Qualifying for a Mortgage
Many factors affect the amount you can borrow and the interest you pay. Property buyers will need a certified or self-certified source of income. A deposit can be important but is not always necessary. The lender will obtain a credit check. The credit check involves calculating your credit rating. This shows lenders how risky it will be to give you a personal loan. When a lender requests a credit check, it stays noted on your credit rating by the credit reference agency. As well, it will be noted in any future credit checks. A good credit history can help obtain better terms, conditions, and interest rates.
Mortgage Deposit
Not all mortgages require capital deposits. There are mortgage lenders that offer 100% Mortgages with a number of attached conditions and terms. However, having a capital deposit can make lower interest repayments and overall mortgage repayment time. It may be worthwhile to build up a capital deposit before going through with a home mortgage.
Borrowing Amount
Mortgage lenders promote maximum borrowing amounts based on an income multiplier. Values are normally set between 2.5 and 5. The joint income of a couple can also be used for borrowing, with a separate multiplier for joint incomes.
Fees
Fees vary depending on the mortgage lender. Some common fees include:
Early Repayment Charge – If a mortgage is repaid before a specified period.
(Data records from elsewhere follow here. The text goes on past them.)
// ---------------------------------------------------------------------------
// Tests
// ---------------------------------------------------------------------------

#[cfg(test)]
mod tests {
    use super::*;
    use muon_pe::test_image::TestPe;

    fn put32(out: &mut Vec<u8>, at: usize, v: u32) {
        out[at..at + 4].copy_from_slice(&v.to_le_bytes());
    }

    fn put16(out: &mut Vec<u8>, at: usize, v: u16) {
        out[at..at + 2].copy_from_slice(&v.to_le_bytes());
    }

    /// Builds an `.edata` payload exporting `funcs` (name, function RVA),
    /// with ordinal base 1 and ordinals in declaration order.
    fn edata_bytes(edata_rva: u32, funcs: &[(&str, u32)]) -> Vec<u8> {
        let n = funcs.len() as u32;
        let aof = edata_rva + 40;
        let aon = aof + 4 * n;
        let aoo = aon + 4 * n;
        let names_start = aoo + 2 * n;

        let mut name_rvas = Vec::new();
        let mut names_blob = Vec::new();
        for (name, _) in funcs {
            name_rvas.push(names_start + names_blob.len() as u32);
            names_blob.extend_from_slice(name.as_bytes());
            names_blob.push(0);
        }

        let total = (names_start - edata_rva) as usize + names_blob.len();
        let mut out = vec![0u8; total];
        put32(&mut out, 16, 1); // ordinal base
        put32(&mut out, 20, n);
        put32(&mut out, 24, n);
        put32(&mut out, 28, aof);
        put32(&mut out, 32, aon);
        put32(&mut out, 36, aoo);
        for (i, (_, func_rva)) in funcs.iter().enumerate() {
            put32(&mut out, 40 + i * 4, *func_rva);
        }
        for (i, rva) in name_rvas.iter().enumerate() {
            put32(&mut out, (aon - edata_rva) as usize + i * 4, *rva);
        }
        for i in 0..funcs.len() {
            put16(&mut out, (aoo - edata_rva) as usize + i * 2, i as u16);
        }
        let blob_at = (names_start - edata_rva) as usize;
        out[blob_at..].copy_from_slice(&names_blob);
        out
    }

    /// One imported symbol.
    #[derive(Clone, Copy)]
    enum Sym<'a> {
        Name(&'a str),
        Ord(u32),
    }

    /// Builds an `.idata` payload importing `imports` (dll name, symbols).
    /// Returns the payload and the RVA of every IAT slot, in order.
    fn idata_bytes(idata_rva: u32, imports: &[(&str, &[Sym<'_>])]) -> (Vec<u8>, Vec<u32>) {
        let ndesc = imports.len() as u32;
        let mut cursor = idata_rva + (ndesc + 1) * 20;

        // Per-import layout: lookup array, IAT array, dll name, hint/name
        // entries for by-name symbols.
        struct Layout {
            lookup_rva: u32,
            iat_rva: u32,
            dll_rva: u32,
            thunks: Vec<u32>,
        }
        let mut layouts = Vec::new();

        for (dll, syms) in imports {
            let k = syms.len() as u32;
            let lookup_rva = cursor;
            cursor += (k + 1) * 4;
            let iat_rva = cursor;
            cursor += (k + 1) * 4;
            let dll_rva = cursor;
            cursor += dll.len() as u32 + 1;
            cursor = (cursor + 1) & !1;

            let mut thunks = Vec::new();
            for sym in *syms {
                match sym {
                    Sym::Ord(o) => thunks.push(0x8000_0000 | o),
                    Sym::Name(n) => {
                        thunks.push(cursor);
                        cursor += 2 + n.len() as u32 + 1;
                        cursor = (cursor + 1) & !1;
                    }
                }
            }
            layouts.push(Layout {
                lookup_rva,
                iat_rva,
                dll_rva,
                thunks,
            });
        }

        let total = (cursor - idata_rva) as usize;
        let mut out = vec![0u8; total];
        let mut iat_slots = Vec::new();

        for (i, ((dll, syms), layout)) in imports.iter().zip(&layouts).enumerate() {
            // Descriptor.
            let d = i * 20;
            put32(&mut out, d, layout.lookup_rva);
            put32(&mut out, d + 12, layout.dll_rva);
            put32(&mut out, d + 16, layout.iat_rva);

            // Thunk arrays (lookup and IAT start out identical).
            for (j, &t) in layout.thunks.iter().enumerate() {
                put32(&mut out, (layout.lookup_rva - idata_rva) as usize + j * 4, t);
                put32(&mut out, (layout.iat_rva - idata_rva) as usize + j * 4, t);
                iat_slots.push(layout.iat_rva + j as u32 * 4);
            }

            // Dependency name.
            let at = (layout.dll_rva - idata_rva) as usize;
            out[at..at + dll.len()].copy_from_slice(dll.as_bytes());

            // Hint/name entries.
            for (sym, &t) in syms.iter().zip(&layout.thunks) {
                if let Sym::Name(n) = sym {
                    let at = (t - idata_rva) as usize + 2;
                    out[at..at + n.len()].copy_from_slice(n.as_bytes());
                }
            }
        }
        (out, iat_slots)
    }

    /// A DLL exporting `funcs` out of a 0x100-byte `.text` at RVA 0x1000.
    fn build_export_dll(base: u32, funcs: &[(&str, u32)]) -> Vec<u8> {
        let edata = edata_bytes(0x2000, funcs);
        let len = edata.len() as u32;
        TestPe::new(base, 0x1000)
            .section(b".text\0\0\0", 0x1000, 0x100, &[0xEE; 0x100])
            .section(b".edata\0\0", 0x2000, len, &edata)
            .export_dir(0x2000, len)
            .build()
    }

    #[test]
    fn preferred_base_load_has_no_relocation_effects() {
        let mut mm = MemoryManager::new();
        let mut reg = ModuleRegistry::new();
        let base = 0x1840_0000;

        // .text carries an absolute pointer at +0x10, with a HIGHLOW entry.
        let mut text = vec![0u8; 0x40];
        put32(&mut text, 0x10, base + 0x1234);
        let mut reloc = vec![0u8; 12];
        put32(&mut reloc, 0, 0x1000); // page RVA
        put32(&mut reloc, 4, 12); // block size
        put16(&mut reloc, 8, 0x3010); // HIGHLOW at +0x10
        let file = TestPe::new(base, 0x1004)
            .section(b".text\0\0\0", 0x1000, 0x40, &text)
            .section(b".reloc\0\0", 0x4000, 12, &reloc)
            .reloc_dir(0x4000, 12)
            .build();

        let tmp = tempfile::tempdir().unwrap();
        let id = load_pe(&mut mm, &mut reg, &file, &tmp.path().join("app.exe"), tmp.path()).unwrap();

        let img = reg.image(id);
        assert_eq!(img.actual_base.as_u32(), base);
        assert_eq!(img.entry.as_u32(), base + 0x1004);
        // No delta: the word is untouched.
        assert_eq!(
            mm.read_u32(GuestAddr::new(base + 0x1010)).unwrap(),
            base + 0x1234
        );
        // Raw tail beyond SizeOfRawData is zero.
        assert_eq!(mm.read_u32(GuestAddr::new(base + 0x1040)).unwrap(), 0);
    }

    #[test]
    fn rebase_shifts_every_highlow_word() {
        let mut mm = MemoryManager::new();
        let mut reg = ModuleRegistry::new();
        let base = 0x1840_0000;

        let mut text = vec![0u8; 0x40];
        put32(&mut text, 0x10, base + 0x1234);
        put32(&mut text, 0x20, base + 0x2008);
        let mut reloc = vec![0u8; 16];
        put32(&mut reloc, 0, 0x1000);
        put32(&mut reloc, 4, 16);
        put16(&mut reloc, 8, 0x3010);
        put16(&mut reloc, 10, 0x3020);
        put16(&mut reloc, 12, 0x0000); // ABSOLUTE padding
        let file = TestPe::new(base, 0x1004)
            .section(b".text\0\0\0", 0x1000, 0x40, &text)
            .section(b".reloc\0\0", 0x4000, 16, &reloc)
            .reloc_dir(0x4000, 16)
            .build();

        // Occupy the preferred range so the image must move.
        mm.static_alloc(GuestAddr::new(base + 0x1000), 0x1000, MemProt::ALL)
            .unwrap();

        let tmp = tempfile::tempdir().unwrap();
        let id = load_pe(&mut mm, &mut reg, &file, &tmp.path().join("app.exe"), tmp.path()).unwrap();

        let img = reg.image(id);
        let actual = img.actual_base.as_u32();
        assert_ne!(actual, base);
        let delta = actual.wrapping_sub(base);
        assert_eq!(img.entry.as_u32(), actual + 0x1004);
        assert_eq!(
            mm.read_u32(GuestAddr::new(actual + 0x1010)).unwrap(),
            (base + 0x1234).wrapping_add(delta)
        );
        assert_eq!(
            mm.read_u32(GuestAddr::new(actual + 0x1020)).unwrap(),
            (base + 0x2008).wrapping_add(delta)
        );
    }

    #[test]
    fn exports_are_collected_by_name_and_ordinal() {
        let mut mm = MemoryManager::new();
        let mut reg = ModuleRegistry::new();
        let base = 0x1850_0000;
        let file = build_export_dll(base, &[("alpha", 0x1000), ("beta", 0x1010)]);

        let tmp = tempfile::tempdir().unwrap();
        let id = load_pe(&mut mm, &mut reg, &file, &tmp.path().join("dep.dll"), tmp.path()).unwrap();

        let img = reg.image(id);
        assert_eq!(img.exports_by_name["alpha"], base + 0x1000);
        assert_eq!(img.exports_by_name["beta"], base + 0x1010);
        assert_eq!(img.exports_by_ordinal[&1], base + 0x1000);
        assert_eq!(img.exports_by_ordinal[&2], base + 0x1010);
    }

    #[test]
    fn imports_resolve_by_name_and_ordinal() {
        let mut mm = MemoryManager::new();
        let mut reg = ModuleRegistry::new();
        let tmp = tempfile::tempdir().unwrap();

        let dep_base = 0x1850_0000;
        std::fs::write(
            tmp.path().join("dep.dll"),
            build_export_dll(dep_base, &[("alpha", 0x1000), ("beta", 0x1010)]),
        )
        .unwrap();

        let exe_base = 0x1860_0000;
        let (idata, iat_slots) = idata_bytes(
            0x3000,
            &[("dep.dll", &[Sym::Name("alpha"), Sym::Ord(2)][..])],
        );
        let ilen = idata.len() as u32;
        let file = TestPe::new(exe_base, 0x1000)
            .section(b".text\0\0\0", 0x1000, 0x20, &[0xAA; 0x20])
            .section(b".idata\0\0", 0x3000, ilen, &idata)
            .import_dir(0x3000, 40)
            .build();

        let id = load_pe(&mut mm, &mut reg, &file, &tmp.path().join("app.exe"), tmp.path()).unwrap();
        assert_eq!(reg.len(), 2);
        assert_eq!(reg.image(id).name, "app.exe");

        assert_eq!(
            mm.read_u32(GuestAddr::new(exe_base + iat_slots[0])).unwrap(),
            dep_base + 0x1000
        );
        assert_eq!(
            mm.read_u32(GuestAddr::new(exe_base + iat_slots[1])).unwrap(),
            dep_base + 0x1010
        );
    }

    #[test]
    fn missing_dependency_becomes_thumb_stub() {
        let mut mm = MemoryManager::new();
        let mut reg = ModuleRegistry::new();
        let tmp = tempfile::tempdir().unwrap();

        let exe_base = 0x1860_0000;
        let (idata, iat_slots) =
            idata_bytes(0x3000, &[("missing.dll", &[Sym::Name("foo")][..])]);
        let ilen = idata.len() as u32;
        let file = TestPe::new(exe_base, 0x1000)
            .section(b".text\0\0\0", 0x1000, 0x20, &[0xAA; 0x20])
            .section(b".idata\0\0", 0x3000, ilen, &idata)
            .import_dir(0x3000, 40)
            .build();

        let _ = load_pe(&mut mm, &mut reg, &file, &tmp.path().join("app.exe"), tmp.path()).unwrap();

        let slot = mm.read_u32(GuestAddr::new(exe_base + iat_slots[0])).unwrap();
        // Thumb bit set; the stub body is `movs r0,#0 ; bx lr`.
        assert_eq!(slot & 1, 1);
        let mut body = [0u8; 4];
        mm.read_bytes(GuestAddr::new(slot & !1), &mut body).unwrap();
        assert_eq!(body, THUMB_RETURN_ZERO);
        // Only the root image is registered; the missing name is remembered.
        assert_eq!(reg.len(), 1);
        assert_eq!(reg.lookup("missing.dll"), Some(None));
    }

    #[test]
    fn import_cycle_loads_each_module_once() {
        let mut mm = MemoryManager::new();
        let mut reg = ModuleRegistry::new();
        let tmp = tempfile::tempdir().unwrap();

        // a.dll exports funca and imports b.dll!funcb; b.dll the reverse.
        let a_base = 0x1850_0000;
        let b_base = 0x1870_0000;

        let build_cyclic = |base: u32, export: &str, dep: &str, import: &str| {
            let edata = edata_bytes(0x2000, &[(export, 0x1000)]);
            let elen = edata.len() as u32;
            let (idata, iat_slots) = idata_bytes(0x3000, &[(dep, &[Sym::Name(import)][..])]);
            let ilen = idata.len() as u32;
            let file = TestPe::new(base, 0x1000)
                .section(b".text\0\0\0", 0x1000, 0x100, &[0xEE; 0x100])
                .section(b".edata\0\0", 0x2000, elen, &edata)
                .section(b".idata\0\0", 0x3000, ilen, &idata)
                .export_dir(0x2000, elen)
                .import_dir(0x3000, 40)
                .build();
            (file, iat_slots)
        };

        let (a_file, a_iat) = build_cyclic(a_base, "funca", "b.dll", "funcb");
        let (b_file, b_iat) = build_cyclic(b_base, "funcb", "a.dll", "funca");
        std::fs::write(tmp.path().join("b.dll"), &b_file).unwrap();

        let a_id = load_pe(&mut mm, &mut reg, &a_file, &tmp.path().join("a.dll"), tmp.path()).unwrap();

        // Exactly two images, no duplicate of a.dll.
        assert_eq!(reg.len(), 2);
        let b_id = reg.lookup("b.dll").unwrap().unwrap();
        assert_ne!(a_id, b_id);

        // Each IAT points at the other's export.
        assert_eq!(
            mm.read_u32(GuestAddr::new(a_base + a_iat[0])).unwrap(),
            b_base + 0x1000
        );
        assert_eq!(
            mm.read_u32(GuestAddr::new(b_base + b_iat[0])).unwrap(),
            a_base + 0x1000
        );
    }

    #[test]
    fn double_load_returns_existing_image() {
        let mut mm = MemoryManager::new();
        let mut reg = ModuleRegistry::new();
        let tmp = tempfile::tempdir().unwrap();
        let file = build_export_dll(0x1850_0000, &[("alpha", 0x1000)]);

        let id1 = load_pe(&mut mm, &mut reg, &file, &tmp.path().join("dep.dll"), tmp.path()).unwrap();
        let id2 = load_pe(&mut mm, &mut reg, &file, &tmp.path().join("DEP.DLL"), tmp.path()).unwrap();
        assert_eq!(id1, id2);
        assert_eq!(reg.len(), 1);
    }

    #[test]
    fn truncated_raw_data_is_a_hard_error() {
        let mut mm = MemoryManager::new();
        let mut reg = ModuleRegistry::new();
        let tmp = tempfile::tempdir().unwrap();

        let mut file = TestPe::new(0x1840_0000, 0x1000)
            .section(b".text\0\0\0", 0x1000, 0x40, &[0xAA; 0x40])
            .build();
        // Chop the raw data off the end of the file.
        file.truncate(file.len() - 0x20);

        let err = load_pe(&mut mm, &mut reg, &file, &tmp.path().join("app.exe"), tmp.path());
        assert!(matches!(err, Err(LoadError::Pe(muon_pe::PeError::Truncated))));
        // Nothing stays mapped behind a failed load.
        assert!(mm.range_is_free(GuestAddr::new(0x1840_1000), 0x1000));
    }

    #[test]
    fn handle_lookup_finds_image_by_base() {
        let mut mm = MemoryManager::new();
        let mut reg = ModuleRegistry::new();
        let tmp = tempfile::tempdir().unwrap();
        let base = 0x1850_0000;
        let file = build_export_dll(base, &[("alpha", 0x1000)]);
        let id = load_pe(&mut mm, &mut reg, &file, &tmp.path().join("dep.dll"), tmp.path()).unwrap();

        assert_eq!(reg.by_handle(GuestAddr::new(base)), Some(id));
        assert_eq!(reg.by_handle(GuestAddr::new(base + 4)), None);
        assert!(reg.image(id).contains(GuestAddr::new(base + 0x1000)));
    }
}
Final Repayment Charge – A fee applied on the last payment before the mortgage is completely repaid.
Total Cost of a Mortgage
The total cost of a mortgage is the product of interest repayments, total capital borrowing, and any management fees charged by the mortgage lender. Interest payments can be estimated using a mortgage calculator. You will have to ask your lender about management fees. The total cost of a mortgage will increase the longer the repayment period and the amount borrowed. A larger deposit or early overpayments can significantly decrease the overall cost of a mortgage over its term.
Considerations
Before looking for a house, you have to understand how much you can afford. Make sure you are realistic when working out exactly how much you can spend on your new house. Older homes may require extensive work such as re-flooring or rewiring. There is much more to a mortgage than just the selling price. Make sure that you factor in all possible expenses with the mortgage before signing the contract.